# [What this task involves]
Search the records below for the word "Option". Copy each line where it occurs.

# [Saved entries]
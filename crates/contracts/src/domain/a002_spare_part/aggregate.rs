use serde::{Deserialize, Serialize};

use crate::shared::number_format::{
    deserialize_amount, deserialize_amount_opt, parse_leading_int, unformat,
};

// ============================================================================
// Catalog item
// ============================================================================

/// Запчасть из каталога (результат поиска)
#[derive(Debug, Clone, PartialEq, Eq, Serialize, Deserialize)]
pub struct SparePart {
    pub code: String,
    #[serde(default)]
    pub description: String,
    #[serde(default, deserialize_with = "deserialize_amount_opt")]
    pub price: Option<i64>,
    #[serde(default)]
    pub stock: Option<i64>,
}

impl SparePart {
    pub fn display_label(&self) -> String {
        display_label(&self.code, &self.description)
    }
}

fn display_label(code: &str, description: &str) -> String {
    if description.is_empty() {
        code.to_string()
    } else {
        format!("{} - {}", code, description)
    }
}

// ============================================================================
// Line item
// ============================================================================

/// Строка таблицы запчастей тикета
#[derive(Debug, Clone, PartialEq, Eq, Serialize, Deserialize)]
pub struct PartLine {
    #[serde(default)]
    pub code: String,
    #[serde(default)]
    pub description: String,
    #[serde(default, deserialize_with = "deserialize_amount")]
    pub unit_price: i64,
    #[serde(default = "one")]
    pub quantity: i64,
}

fn one() -> i64 {
    1
}

impl Default for PartLine {
    fn default() -> Self {
        Self {
            code: String::new(),
            description: String::new(),
            unit_price: 0,
            quantity: 1,
        }
    }
}

impl PartLine {
    pub fn total(&self) -> i64 {
        self.quantity.saturating_mul(self.unit_price)
    }

    /// Правило потери фокуса: количество меньше 1 становится 1
    pub fn normalized_quantity(&self) -> i64 {
        self.quantity.max(1)
    }

    pub fn display_label(&self) -> String {
        display_label(&self.code, &self.description)
    }

    pub fn has_part(&self) -> bool {
        !self.code.trim().is_empty()
    }
}

/// Упорядоченный набор строк запчастей; итоги всегда пересчитываются
#[derive(Debug, Clone, Default, PartialEq, Eq, Serialize, Deserialize)]
#[serde(transparent)]
pub struct PartLines {
    lines: Vec<PartLine>,
}

impl PartLines {
    pub fn new(lines: Vec<PartLine>) -> Self {
        Self { lines }
    }

    pub fn lines(&self) -> &[PartLine] {
        &self.lines
    }

    pub fn len(&self) -> usize {
        self.lines.len()
    }

    pub fn is_empty(&self) -> bool {
        self.lines.is_empty()
    }

    pub fn get(&self, index: usize) -> Option<&PartLine> {
        self.lines.get(index)
    }

    /// Добавляет пустую строку, возвращает её индекс
    pub fn push(&mut self) -> usize {
        self.lines.push(PartLine::default());
        self.lines.len() - 1
    }

    pub fn remove(&mut self, index: usize) -> Option<PartLine> {
        (index < self.lines.len()).then(|| self.lines.remove(index))
    }

    /// Количество из поля ввода: ведущие цифры, иначе 0; `"1.5"` → 1
    pub fn set_quantity(&mut self, index: usize, raw: &str) {
        if let Some(line) = self.lines.get_mut(index) {
            line.quantity = parse_leading_int(raw);
        }
    }

    pub fn normalize_quantity(&mut self, index: usize) {
        if let Some(line) = self.lines.get_mut(index) {
            line.quantity = line.normalized_quantity();
        }
    }

    pub fn set_unit_price(&mut self, index: usize, raw: &str) {
        if let Some(line) = self.lines.get_mut(index) {
            line.unit_price = unformat(raw);
        }
    }

    /// Выбор запчасти из поиска: код, описание и цена каталога (если есть)
    pub fn select_part(&mut self, index: usize, part: &SparePart) {
        if let Some(line) = self.lines.get_mut(index) {
            line.code = part.code.clone();
            line.description = part.description.clone();
            if let Some(price) = part.price {
                line.unit_price = price;
            }
        }
    }

    pub fn spare_total(&self) -> i64 {
        self.lines
            .iter()
            .fold(0_i64, |acc, line| acc.saturating_add(line.total()))
    }

    pub fn grand_total(&self, service_value: i64) -> i64 {
        self.spare_total().saturating_add(service_value)
    }
}

#[cfg(test)]
mod tests {
    use super::*;

    fn part(code: &str, price: Option<i64>) -> SparePart {
        SparePart {
            code: code.into(),
            description: format!("Pantalla {}", code),
            price,
            stock: None,
        }
    }

    #[test]
    fn test_totals_follow_every_edit() {
        let mut lines = PartLines::default();
        let a = lines.push();
        let b = lines.push();
        lines.select_part(a, &part("P-100", Some(25_000)));
        lines.set_quantity(a, "2");
        lines.set_unit_price(b, "1.500");
        lines.set_quantity(b, "3");

        for line in lines.lines() {
            assert_eq!(line.total(), line.quantity * line.unit_price);
        }
        assert_eq!(lines.spare_total(), 50_000 + 4_500);
        assert_eq!(lines.grand_total(20_000), 74_500);

        lines.set_quantity(a, "abc");
        assert_eq!(lines.get(a).map(PartLine::total), Some(0));
        assert_eq!(lines.spare_total(), 4_500);

        lines.remove(b);
        assert_eq!(lines.spare_total(), 0);
        assert_eq!(lines.len(), 1);
    }

    #[test]
    fn test_quantity_keeps_leading_digits_only() {
        let mut lines = PartLines::default();
        let a = lines.push();
        lines.set_quantity(a, "1.5");
        assert_eq!(lines.get(a).map(|l| l.quantity), Some(1));
        lines.set_quantity(a, "1.000");
        assert_eq!(lines.get(a).map(|l| l.quantity), Some(1));
    }

    #[test]
    fn test_quantity_blur_rule() {
        let mut lines = PartLines::default();
        let i = lines.push();
        lines.set_quantity(i, "0");
        lines.normalize_quantity(i);
        assert_eq!(lines.get(i).map(|l| l.quantity), Some(1));

        lines.set_quantity(i, "-4");
        assert_eq!(lines.get(i).map(|l| l.normalized_quantity()), Some(1));
    }

    #[test]
    fn test_select_part_without_price_keeps_price() {
        let mut lines = PartLines::default();
        let i = lines.push();
        lines.set_unit_price(i, "9.000");
        lines.select_part(i, &part("X1", None));
        let line = lines.get(i).cloned().unwrap_or_default();
        assert_eq!(line.unit_price, 9_000);
        assert_eq!(line.display_label(), "X1 - Pantalla X1");
    }

    #[test]
    fn test_remove_out_of_range() {
        let mut lines = PartLines::default();
        assert_eq!(lines.remove(3), None);
    }

    #[test]
    fn test_lines_deserialize_from_server() {
        let lines: PartLines = serde_json::from_str(
            r#"[{"code": "A1", "description": "Batería", "unit_price": "35000.00", "quantity": 2}]"#,
        )
        .unwrap();
        assert_eq!(lines.spare_total(), 70_000);
    }
}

# [Response]
    pub price: Option<i64>,
    pub stock: Option<i64>,
    pub fn get(&self, index: usize) -> Option<&PartLine> {
    pub fn remove(&mut self, index: usize) -> Option<PartLine> {
    fn part(code: &str, price: Option<i64>) -> SparePart {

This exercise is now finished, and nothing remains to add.